━━━ Record extracts ━━━

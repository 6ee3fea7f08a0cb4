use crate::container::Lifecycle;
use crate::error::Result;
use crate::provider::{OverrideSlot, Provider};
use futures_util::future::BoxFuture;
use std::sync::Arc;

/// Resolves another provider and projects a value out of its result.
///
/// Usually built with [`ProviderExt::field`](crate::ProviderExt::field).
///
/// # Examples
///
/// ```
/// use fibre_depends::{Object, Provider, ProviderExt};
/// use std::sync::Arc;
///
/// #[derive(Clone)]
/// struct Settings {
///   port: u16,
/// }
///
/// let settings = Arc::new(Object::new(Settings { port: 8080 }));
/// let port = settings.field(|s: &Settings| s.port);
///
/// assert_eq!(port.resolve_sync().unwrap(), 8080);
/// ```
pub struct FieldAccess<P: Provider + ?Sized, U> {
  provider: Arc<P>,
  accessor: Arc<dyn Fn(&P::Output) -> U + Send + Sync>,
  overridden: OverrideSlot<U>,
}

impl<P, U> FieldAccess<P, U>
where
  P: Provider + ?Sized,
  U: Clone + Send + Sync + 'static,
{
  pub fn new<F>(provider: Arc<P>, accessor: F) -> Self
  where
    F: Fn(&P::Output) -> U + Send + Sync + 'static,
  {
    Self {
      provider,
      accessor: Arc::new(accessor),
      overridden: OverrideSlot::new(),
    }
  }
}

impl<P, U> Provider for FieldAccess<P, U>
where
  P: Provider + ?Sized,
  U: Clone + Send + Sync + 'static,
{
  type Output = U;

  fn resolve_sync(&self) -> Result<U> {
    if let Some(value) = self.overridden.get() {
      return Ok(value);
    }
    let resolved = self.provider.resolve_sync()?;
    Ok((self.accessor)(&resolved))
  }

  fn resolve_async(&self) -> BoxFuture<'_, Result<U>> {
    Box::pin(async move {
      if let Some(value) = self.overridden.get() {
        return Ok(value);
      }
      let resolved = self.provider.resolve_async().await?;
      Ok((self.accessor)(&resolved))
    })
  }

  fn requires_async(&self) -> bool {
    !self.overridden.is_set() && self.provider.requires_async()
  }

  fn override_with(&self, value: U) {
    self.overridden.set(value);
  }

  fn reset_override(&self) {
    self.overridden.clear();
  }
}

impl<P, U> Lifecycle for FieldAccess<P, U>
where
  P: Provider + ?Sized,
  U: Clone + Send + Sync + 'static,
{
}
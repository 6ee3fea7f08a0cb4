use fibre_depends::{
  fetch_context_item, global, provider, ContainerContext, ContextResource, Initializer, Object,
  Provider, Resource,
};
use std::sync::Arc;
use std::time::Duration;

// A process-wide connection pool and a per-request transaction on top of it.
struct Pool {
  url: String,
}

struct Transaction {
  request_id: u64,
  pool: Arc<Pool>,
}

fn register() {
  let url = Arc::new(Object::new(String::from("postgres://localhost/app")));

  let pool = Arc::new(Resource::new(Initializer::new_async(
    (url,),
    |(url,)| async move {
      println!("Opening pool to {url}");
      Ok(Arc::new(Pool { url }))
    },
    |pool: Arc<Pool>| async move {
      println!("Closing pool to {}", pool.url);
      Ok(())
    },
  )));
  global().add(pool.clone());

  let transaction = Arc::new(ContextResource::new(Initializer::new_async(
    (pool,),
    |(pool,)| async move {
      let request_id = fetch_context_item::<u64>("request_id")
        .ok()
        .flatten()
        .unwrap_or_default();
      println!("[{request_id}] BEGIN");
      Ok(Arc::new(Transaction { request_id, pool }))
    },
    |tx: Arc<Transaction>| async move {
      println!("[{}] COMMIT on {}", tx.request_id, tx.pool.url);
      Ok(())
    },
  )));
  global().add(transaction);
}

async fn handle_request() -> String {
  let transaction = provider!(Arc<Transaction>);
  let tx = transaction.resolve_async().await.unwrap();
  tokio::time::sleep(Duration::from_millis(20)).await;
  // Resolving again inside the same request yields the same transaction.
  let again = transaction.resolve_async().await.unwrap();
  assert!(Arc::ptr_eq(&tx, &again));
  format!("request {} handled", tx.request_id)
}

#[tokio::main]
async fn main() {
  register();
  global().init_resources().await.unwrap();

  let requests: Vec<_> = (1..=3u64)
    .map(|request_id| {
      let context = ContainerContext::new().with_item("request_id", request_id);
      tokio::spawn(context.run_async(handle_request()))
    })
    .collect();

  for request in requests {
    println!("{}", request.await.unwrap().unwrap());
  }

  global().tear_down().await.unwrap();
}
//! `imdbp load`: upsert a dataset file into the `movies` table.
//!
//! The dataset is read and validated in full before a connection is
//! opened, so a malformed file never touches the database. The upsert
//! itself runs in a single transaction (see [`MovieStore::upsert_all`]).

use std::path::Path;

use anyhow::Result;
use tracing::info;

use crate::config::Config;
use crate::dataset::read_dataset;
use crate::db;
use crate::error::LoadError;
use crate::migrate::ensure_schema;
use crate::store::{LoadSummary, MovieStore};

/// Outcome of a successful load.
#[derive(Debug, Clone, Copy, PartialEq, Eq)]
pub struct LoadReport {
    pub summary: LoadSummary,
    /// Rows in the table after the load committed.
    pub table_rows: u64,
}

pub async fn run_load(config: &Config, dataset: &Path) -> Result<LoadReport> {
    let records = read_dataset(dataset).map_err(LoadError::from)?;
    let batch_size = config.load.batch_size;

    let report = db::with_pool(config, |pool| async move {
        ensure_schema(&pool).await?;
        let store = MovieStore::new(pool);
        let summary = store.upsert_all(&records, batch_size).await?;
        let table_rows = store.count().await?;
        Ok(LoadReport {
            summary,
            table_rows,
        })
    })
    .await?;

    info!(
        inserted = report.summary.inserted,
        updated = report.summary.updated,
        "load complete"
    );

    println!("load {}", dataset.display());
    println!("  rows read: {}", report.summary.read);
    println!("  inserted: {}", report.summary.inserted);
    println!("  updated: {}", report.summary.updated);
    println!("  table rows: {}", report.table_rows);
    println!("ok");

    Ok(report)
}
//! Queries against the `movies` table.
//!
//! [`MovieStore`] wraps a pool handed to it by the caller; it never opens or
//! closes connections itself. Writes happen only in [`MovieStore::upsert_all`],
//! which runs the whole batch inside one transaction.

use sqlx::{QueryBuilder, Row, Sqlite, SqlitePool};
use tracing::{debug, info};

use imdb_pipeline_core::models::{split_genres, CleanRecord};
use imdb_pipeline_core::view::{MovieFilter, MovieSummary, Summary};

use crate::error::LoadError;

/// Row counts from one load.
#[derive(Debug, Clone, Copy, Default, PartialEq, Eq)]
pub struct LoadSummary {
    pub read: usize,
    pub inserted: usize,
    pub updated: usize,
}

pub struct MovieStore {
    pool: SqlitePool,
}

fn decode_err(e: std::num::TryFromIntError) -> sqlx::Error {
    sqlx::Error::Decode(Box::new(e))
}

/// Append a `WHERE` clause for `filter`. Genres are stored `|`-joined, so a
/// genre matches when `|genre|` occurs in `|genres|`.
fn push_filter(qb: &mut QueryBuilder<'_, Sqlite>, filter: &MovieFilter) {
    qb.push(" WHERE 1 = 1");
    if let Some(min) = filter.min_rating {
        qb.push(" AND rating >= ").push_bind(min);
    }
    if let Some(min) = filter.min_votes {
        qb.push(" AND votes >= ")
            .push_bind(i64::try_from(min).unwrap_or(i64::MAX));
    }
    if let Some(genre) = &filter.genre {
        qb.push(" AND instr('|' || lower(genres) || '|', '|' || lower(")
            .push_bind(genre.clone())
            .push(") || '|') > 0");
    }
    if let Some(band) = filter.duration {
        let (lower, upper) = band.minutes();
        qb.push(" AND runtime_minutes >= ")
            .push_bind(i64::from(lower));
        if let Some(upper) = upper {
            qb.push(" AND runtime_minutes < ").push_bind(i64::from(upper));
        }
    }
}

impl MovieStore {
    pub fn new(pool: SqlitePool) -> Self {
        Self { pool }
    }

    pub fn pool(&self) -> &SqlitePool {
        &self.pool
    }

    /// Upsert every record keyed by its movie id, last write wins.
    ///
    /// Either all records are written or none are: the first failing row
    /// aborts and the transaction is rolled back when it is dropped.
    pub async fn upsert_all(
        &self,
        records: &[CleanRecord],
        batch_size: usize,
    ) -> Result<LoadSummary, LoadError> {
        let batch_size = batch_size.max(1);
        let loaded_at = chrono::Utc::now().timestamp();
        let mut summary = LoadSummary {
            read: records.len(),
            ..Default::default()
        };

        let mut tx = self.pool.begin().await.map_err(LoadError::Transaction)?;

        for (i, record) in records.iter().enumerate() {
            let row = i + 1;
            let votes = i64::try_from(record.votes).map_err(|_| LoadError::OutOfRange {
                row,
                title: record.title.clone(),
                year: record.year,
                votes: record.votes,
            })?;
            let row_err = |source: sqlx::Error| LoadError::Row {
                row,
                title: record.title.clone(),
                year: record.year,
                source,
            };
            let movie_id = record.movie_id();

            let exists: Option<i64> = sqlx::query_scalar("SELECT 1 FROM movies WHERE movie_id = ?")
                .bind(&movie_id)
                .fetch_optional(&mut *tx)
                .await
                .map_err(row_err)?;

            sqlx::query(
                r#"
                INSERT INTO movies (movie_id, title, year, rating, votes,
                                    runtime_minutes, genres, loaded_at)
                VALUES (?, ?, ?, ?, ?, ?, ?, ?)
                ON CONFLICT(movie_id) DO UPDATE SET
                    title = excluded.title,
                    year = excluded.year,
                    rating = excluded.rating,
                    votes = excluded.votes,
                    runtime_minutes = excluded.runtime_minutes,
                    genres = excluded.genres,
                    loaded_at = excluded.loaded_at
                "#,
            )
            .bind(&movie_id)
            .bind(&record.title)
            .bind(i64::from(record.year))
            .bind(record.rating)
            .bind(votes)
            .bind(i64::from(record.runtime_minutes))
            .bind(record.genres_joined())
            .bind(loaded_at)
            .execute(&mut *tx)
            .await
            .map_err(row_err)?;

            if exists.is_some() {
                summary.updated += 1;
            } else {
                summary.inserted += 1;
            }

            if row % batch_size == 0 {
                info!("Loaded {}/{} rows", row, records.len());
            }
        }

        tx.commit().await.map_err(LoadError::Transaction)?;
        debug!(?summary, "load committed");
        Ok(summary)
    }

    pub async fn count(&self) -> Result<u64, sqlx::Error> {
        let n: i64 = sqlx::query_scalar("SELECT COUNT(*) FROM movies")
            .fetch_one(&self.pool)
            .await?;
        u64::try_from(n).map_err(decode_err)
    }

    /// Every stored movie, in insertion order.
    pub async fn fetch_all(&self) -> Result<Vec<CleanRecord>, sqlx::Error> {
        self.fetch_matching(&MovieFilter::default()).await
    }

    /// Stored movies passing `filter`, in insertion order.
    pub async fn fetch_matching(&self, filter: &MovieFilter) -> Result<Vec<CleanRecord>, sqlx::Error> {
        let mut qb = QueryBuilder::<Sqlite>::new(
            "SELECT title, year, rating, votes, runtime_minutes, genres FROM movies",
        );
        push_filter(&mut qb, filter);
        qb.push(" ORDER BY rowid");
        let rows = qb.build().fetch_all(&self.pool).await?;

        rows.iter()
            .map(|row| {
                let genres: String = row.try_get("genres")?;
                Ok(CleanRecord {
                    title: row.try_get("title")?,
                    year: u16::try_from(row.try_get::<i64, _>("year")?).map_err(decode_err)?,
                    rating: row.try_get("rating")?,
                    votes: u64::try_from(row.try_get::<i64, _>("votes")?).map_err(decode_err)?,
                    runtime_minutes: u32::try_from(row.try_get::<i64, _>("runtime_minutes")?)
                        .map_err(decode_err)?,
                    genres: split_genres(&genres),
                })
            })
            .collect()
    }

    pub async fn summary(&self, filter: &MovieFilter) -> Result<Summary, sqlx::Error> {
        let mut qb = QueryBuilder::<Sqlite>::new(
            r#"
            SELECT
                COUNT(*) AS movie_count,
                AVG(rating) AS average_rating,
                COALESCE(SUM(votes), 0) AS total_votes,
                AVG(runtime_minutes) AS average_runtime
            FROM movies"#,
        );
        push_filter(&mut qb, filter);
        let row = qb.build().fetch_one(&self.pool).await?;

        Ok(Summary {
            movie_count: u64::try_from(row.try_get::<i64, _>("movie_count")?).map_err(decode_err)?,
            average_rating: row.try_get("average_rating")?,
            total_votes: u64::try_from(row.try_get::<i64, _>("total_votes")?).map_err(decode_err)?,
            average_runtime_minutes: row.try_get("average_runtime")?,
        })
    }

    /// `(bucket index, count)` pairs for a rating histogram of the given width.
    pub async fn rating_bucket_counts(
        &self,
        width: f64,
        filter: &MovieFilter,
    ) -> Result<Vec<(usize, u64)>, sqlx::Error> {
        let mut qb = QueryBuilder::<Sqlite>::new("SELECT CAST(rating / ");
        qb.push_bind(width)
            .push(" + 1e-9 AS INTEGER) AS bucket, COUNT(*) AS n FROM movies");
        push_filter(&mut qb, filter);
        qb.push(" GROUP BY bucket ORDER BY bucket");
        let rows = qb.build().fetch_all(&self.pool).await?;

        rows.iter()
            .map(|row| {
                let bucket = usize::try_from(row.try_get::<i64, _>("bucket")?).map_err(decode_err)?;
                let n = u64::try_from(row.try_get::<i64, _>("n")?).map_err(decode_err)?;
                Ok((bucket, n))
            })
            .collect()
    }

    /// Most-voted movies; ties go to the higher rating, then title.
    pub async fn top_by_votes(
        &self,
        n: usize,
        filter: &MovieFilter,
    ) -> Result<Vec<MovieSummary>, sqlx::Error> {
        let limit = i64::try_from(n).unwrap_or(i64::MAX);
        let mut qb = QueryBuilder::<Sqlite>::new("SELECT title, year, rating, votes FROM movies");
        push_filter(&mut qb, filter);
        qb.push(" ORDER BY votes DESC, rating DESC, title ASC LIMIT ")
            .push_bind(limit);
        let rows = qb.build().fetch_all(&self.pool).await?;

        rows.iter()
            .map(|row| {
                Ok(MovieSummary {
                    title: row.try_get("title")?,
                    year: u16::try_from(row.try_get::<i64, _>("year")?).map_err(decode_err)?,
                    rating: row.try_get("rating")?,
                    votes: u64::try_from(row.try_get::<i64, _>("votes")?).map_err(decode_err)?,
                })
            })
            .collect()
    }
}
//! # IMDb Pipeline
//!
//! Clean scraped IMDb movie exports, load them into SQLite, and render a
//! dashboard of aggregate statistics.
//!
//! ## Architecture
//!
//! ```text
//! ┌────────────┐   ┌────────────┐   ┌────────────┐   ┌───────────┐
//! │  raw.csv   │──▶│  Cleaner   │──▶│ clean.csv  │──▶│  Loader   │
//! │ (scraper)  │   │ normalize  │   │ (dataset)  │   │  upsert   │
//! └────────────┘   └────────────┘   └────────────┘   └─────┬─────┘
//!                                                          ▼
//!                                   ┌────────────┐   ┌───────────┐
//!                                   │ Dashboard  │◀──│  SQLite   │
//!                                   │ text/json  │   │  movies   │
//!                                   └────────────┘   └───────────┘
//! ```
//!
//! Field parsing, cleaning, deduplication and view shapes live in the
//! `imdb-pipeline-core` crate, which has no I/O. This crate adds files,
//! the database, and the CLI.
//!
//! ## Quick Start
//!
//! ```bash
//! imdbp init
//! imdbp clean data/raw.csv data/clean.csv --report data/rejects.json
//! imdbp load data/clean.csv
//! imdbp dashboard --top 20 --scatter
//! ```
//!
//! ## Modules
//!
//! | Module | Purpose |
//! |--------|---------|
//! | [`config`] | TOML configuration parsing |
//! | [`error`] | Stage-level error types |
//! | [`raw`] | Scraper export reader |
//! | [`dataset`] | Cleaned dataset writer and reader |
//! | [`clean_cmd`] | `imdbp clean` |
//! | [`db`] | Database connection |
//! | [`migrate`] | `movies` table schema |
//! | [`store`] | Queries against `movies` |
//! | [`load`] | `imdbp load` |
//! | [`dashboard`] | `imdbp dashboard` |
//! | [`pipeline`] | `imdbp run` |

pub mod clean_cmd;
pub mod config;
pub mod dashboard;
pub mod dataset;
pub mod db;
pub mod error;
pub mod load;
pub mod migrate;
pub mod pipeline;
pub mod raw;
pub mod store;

━━━
━━━ Record extracts ━━━

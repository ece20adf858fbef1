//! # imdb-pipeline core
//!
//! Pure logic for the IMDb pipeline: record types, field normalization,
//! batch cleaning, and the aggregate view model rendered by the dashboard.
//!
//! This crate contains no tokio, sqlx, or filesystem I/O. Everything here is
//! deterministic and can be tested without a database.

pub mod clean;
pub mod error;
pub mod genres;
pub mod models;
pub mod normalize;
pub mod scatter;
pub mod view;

━━━

* Task item *
Within the entries above, find every line where the string "never" occurs, and copy it.

* Solution to the exercise *
//! opened, so a malformed file never touches the database. The upsert
//! [`MovieStore`] wraps a pool handed to it by the caller; it never opens or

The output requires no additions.